***** TASK INPUTS *****

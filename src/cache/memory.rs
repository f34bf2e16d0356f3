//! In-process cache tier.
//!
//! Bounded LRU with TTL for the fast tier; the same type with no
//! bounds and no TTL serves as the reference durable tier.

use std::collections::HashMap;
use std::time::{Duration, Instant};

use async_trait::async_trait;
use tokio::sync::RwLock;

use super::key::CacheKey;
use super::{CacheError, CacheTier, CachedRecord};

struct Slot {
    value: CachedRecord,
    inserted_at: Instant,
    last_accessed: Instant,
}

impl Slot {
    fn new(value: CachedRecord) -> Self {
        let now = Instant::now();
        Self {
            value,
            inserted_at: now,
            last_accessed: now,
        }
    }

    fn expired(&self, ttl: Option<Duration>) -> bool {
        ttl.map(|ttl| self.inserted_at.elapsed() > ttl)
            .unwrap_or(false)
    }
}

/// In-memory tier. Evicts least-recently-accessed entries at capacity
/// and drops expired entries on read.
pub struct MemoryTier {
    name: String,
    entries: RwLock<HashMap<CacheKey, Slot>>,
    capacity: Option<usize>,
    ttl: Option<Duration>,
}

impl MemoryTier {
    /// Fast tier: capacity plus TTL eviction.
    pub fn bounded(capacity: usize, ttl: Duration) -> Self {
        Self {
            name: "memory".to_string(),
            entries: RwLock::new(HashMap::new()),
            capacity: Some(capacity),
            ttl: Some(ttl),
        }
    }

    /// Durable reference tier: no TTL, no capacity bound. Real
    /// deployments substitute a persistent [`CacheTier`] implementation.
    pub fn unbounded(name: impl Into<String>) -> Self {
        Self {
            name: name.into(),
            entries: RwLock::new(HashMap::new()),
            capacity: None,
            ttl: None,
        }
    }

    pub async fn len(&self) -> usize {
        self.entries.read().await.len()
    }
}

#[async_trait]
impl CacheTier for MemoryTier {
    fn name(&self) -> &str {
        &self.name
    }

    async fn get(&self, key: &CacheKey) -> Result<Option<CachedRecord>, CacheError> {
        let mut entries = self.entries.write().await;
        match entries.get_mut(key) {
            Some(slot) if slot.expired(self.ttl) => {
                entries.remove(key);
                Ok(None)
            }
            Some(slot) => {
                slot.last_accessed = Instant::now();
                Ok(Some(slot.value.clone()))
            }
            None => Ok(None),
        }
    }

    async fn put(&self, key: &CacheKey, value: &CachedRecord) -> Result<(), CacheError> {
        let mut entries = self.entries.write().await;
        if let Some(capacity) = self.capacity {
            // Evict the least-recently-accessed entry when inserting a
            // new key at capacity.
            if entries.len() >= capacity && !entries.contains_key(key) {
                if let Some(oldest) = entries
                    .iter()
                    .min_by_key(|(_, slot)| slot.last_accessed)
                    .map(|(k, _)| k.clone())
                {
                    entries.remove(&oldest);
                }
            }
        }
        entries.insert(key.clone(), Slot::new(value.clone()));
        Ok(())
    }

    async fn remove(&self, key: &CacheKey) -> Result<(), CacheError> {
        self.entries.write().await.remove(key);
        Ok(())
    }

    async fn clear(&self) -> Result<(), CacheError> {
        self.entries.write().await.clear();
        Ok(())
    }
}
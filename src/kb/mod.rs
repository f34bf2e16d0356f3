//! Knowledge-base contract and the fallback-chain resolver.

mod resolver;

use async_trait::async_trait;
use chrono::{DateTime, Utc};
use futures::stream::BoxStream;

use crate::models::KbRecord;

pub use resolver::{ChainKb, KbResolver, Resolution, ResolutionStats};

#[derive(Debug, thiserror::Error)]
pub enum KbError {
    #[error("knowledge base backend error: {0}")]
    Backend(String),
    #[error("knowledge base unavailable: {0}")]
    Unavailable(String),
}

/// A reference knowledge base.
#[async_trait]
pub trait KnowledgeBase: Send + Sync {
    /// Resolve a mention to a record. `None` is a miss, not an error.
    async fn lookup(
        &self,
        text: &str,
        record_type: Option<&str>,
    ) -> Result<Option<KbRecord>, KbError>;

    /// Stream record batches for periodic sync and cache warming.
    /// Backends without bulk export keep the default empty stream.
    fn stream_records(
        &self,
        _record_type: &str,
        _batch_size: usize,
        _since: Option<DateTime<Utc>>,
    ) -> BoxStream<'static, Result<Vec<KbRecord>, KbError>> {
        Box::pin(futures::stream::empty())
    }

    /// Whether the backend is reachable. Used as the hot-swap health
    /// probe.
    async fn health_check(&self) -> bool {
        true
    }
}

*****
***** TASK INPUTS *****

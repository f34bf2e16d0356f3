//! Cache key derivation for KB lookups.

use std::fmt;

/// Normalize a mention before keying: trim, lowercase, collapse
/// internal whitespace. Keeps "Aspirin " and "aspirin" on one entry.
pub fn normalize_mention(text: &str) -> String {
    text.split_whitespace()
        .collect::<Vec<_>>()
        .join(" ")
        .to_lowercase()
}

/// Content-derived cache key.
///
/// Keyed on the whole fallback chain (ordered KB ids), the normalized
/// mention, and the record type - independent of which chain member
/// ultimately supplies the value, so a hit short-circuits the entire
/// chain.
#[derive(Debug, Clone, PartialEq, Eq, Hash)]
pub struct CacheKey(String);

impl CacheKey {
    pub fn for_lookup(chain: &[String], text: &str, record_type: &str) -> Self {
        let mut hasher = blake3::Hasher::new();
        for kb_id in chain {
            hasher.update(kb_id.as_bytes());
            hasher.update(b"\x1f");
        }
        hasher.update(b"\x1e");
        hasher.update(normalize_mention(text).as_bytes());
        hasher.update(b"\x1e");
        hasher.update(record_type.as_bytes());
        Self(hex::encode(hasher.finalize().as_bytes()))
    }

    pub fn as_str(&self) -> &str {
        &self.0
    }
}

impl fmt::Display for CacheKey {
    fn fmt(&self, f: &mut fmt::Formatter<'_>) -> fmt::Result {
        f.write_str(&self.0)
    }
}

*****

#### THE PROBLEM:
The expected output is exactly the lines of the listing above between the line holding "filename src/cache/memory.rs" and the line holding "let now = Instant::now();", inclusive.

#### WORKED SOLUTION:
filename src/cache/memory.rs
repository f34bf2e16d0356f3
//! In-process cache tier.
//!
//! Bounded LRU with TTL for the fast tier; the same type with no
//! bounds and no TTL serves as the reference durable tier.

use std::collections::HashMap;
use std::time::{Duration, Instant};

use async_trait::async_trait;
use tokio::sync::RwLock;

use super::key::CacheKey;
use super::{CacheError, CacheTier, CachedRecord};

struct Slot {
    value: CachedRecord,
    inserted_at: Instant,
    last_accessed: Instant,
}

impl Slot {
    fn new(value: CachedRecord) -> Self {
        let now = Instant::now();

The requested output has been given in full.